PROBLEM DESCRIPTION:
Every line below that holds the string "Option" must be copied.

Data extracted from a collection
┌────────

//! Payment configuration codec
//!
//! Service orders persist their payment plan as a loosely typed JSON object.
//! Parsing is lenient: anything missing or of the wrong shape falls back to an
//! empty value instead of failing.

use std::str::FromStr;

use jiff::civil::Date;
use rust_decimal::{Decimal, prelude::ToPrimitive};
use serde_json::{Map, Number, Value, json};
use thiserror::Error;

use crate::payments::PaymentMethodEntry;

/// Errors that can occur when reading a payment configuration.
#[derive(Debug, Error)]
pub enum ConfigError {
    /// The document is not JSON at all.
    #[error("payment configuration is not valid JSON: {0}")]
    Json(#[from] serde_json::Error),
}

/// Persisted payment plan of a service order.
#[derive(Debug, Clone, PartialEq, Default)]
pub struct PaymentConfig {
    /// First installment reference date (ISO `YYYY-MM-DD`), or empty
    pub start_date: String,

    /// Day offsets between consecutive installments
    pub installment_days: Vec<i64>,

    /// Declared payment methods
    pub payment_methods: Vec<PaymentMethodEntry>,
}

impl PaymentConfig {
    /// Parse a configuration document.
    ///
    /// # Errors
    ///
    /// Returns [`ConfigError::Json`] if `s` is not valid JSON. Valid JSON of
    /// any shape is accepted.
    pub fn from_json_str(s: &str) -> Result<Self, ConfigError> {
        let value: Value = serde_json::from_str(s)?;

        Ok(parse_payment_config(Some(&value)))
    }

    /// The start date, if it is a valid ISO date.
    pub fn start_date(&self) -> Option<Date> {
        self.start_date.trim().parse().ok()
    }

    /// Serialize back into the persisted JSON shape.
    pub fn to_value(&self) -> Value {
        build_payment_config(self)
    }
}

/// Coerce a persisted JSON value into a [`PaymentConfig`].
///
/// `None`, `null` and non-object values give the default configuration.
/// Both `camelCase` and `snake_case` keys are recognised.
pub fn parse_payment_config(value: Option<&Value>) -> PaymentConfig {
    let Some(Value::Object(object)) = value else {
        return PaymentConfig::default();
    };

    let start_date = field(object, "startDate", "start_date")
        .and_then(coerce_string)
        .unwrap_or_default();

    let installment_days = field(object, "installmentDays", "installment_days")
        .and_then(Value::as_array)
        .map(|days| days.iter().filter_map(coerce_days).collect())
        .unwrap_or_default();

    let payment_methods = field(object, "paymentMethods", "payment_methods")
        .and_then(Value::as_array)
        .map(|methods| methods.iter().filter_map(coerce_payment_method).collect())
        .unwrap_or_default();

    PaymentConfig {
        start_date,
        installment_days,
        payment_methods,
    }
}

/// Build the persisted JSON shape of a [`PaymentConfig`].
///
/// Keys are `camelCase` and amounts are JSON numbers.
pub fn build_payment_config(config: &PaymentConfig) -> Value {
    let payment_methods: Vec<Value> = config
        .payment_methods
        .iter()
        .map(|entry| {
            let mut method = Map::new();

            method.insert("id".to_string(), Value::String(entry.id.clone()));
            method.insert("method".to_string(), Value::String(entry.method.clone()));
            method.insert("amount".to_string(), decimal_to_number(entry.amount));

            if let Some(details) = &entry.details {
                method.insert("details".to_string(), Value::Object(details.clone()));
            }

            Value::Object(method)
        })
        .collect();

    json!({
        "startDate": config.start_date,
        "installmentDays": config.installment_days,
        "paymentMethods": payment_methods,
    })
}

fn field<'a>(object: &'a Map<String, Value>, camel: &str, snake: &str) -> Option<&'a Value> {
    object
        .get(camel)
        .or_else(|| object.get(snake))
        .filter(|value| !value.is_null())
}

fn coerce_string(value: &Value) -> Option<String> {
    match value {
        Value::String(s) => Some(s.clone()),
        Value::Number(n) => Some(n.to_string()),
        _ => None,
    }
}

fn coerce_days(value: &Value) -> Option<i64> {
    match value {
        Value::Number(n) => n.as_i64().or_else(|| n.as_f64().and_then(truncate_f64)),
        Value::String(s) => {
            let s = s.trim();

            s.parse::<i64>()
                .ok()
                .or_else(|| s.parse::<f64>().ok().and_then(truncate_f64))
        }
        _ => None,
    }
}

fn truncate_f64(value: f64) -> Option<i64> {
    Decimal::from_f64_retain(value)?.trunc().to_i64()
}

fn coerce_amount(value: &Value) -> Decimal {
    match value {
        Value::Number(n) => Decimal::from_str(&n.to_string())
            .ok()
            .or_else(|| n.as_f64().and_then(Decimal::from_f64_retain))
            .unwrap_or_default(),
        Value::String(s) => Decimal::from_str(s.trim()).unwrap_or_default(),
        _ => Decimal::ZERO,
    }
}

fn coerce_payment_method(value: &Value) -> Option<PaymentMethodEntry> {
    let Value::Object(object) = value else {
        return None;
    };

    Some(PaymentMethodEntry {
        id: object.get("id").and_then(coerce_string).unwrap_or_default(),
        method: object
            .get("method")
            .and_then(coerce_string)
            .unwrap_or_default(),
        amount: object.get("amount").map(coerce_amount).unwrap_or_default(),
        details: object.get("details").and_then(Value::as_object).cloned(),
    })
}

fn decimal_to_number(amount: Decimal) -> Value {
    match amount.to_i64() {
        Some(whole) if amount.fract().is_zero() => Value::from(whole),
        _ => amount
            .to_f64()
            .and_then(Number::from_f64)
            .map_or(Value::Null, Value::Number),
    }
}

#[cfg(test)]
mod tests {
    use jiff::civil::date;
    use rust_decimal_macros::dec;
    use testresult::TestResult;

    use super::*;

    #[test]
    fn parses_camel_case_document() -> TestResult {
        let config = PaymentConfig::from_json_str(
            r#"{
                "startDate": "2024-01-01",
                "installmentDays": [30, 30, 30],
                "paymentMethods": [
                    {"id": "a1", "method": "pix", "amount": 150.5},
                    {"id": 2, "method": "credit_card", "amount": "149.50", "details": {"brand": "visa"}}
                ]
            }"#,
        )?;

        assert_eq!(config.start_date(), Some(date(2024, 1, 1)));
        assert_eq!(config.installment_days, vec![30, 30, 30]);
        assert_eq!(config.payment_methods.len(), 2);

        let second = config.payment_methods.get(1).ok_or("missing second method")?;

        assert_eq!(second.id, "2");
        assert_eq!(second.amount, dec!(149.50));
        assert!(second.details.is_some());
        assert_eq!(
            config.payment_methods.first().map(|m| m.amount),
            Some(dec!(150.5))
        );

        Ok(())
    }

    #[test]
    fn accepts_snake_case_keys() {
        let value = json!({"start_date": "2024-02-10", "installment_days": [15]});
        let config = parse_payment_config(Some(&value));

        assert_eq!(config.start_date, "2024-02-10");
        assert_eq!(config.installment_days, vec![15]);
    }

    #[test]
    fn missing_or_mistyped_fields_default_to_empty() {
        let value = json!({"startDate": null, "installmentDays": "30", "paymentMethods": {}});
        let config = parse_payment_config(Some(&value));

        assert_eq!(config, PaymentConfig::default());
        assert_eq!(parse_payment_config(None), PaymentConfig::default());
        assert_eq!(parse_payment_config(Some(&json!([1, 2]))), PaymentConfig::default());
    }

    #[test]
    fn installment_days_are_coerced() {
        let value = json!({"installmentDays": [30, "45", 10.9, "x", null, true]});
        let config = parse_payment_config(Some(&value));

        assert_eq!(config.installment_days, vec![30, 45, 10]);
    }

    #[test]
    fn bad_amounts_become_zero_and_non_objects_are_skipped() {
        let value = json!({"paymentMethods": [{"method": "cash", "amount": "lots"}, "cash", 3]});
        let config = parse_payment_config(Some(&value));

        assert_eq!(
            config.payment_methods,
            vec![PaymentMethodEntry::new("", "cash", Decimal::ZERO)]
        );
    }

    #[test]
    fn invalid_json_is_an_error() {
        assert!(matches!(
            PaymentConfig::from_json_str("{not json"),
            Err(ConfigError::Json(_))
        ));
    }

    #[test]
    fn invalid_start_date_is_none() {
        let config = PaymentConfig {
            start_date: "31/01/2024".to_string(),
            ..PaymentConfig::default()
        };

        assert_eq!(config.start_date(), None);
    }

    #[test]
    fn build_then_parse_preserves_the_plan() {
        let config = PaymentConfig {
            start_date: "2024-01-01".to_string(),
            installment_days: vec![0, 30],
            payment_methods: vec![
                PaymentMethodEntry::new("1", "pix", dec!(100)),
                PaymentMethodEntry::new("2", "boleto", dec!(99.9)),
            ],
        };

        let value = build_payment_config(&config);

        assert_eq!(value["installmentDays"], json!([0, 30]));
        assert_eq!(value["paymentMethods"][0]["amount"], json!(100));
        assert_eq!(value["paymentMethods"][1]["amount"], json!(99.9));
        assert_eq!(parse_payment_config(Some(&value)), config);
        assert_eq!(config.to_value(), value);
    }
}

└────────

ANSWER:
    pub fn start_date(&self) -> Option<Date> {
pub fn parse_payment_config(value: Option<&Value>) -> PaymentConfig {
fn field<'a>(object: &'a Map<String, Value>, camel: &str, snake: &str) -> Option<&'a Value> {
fn coerce_string(value: &Value) -> Option<String> {
fn coerce_days(value: &Value) -> Option<i64> {
fn truncate_f64(value: f64) -> Option<i64> {
fn coerce_payment_method(value: &Value) -> Option<PaymentMethodEntry> {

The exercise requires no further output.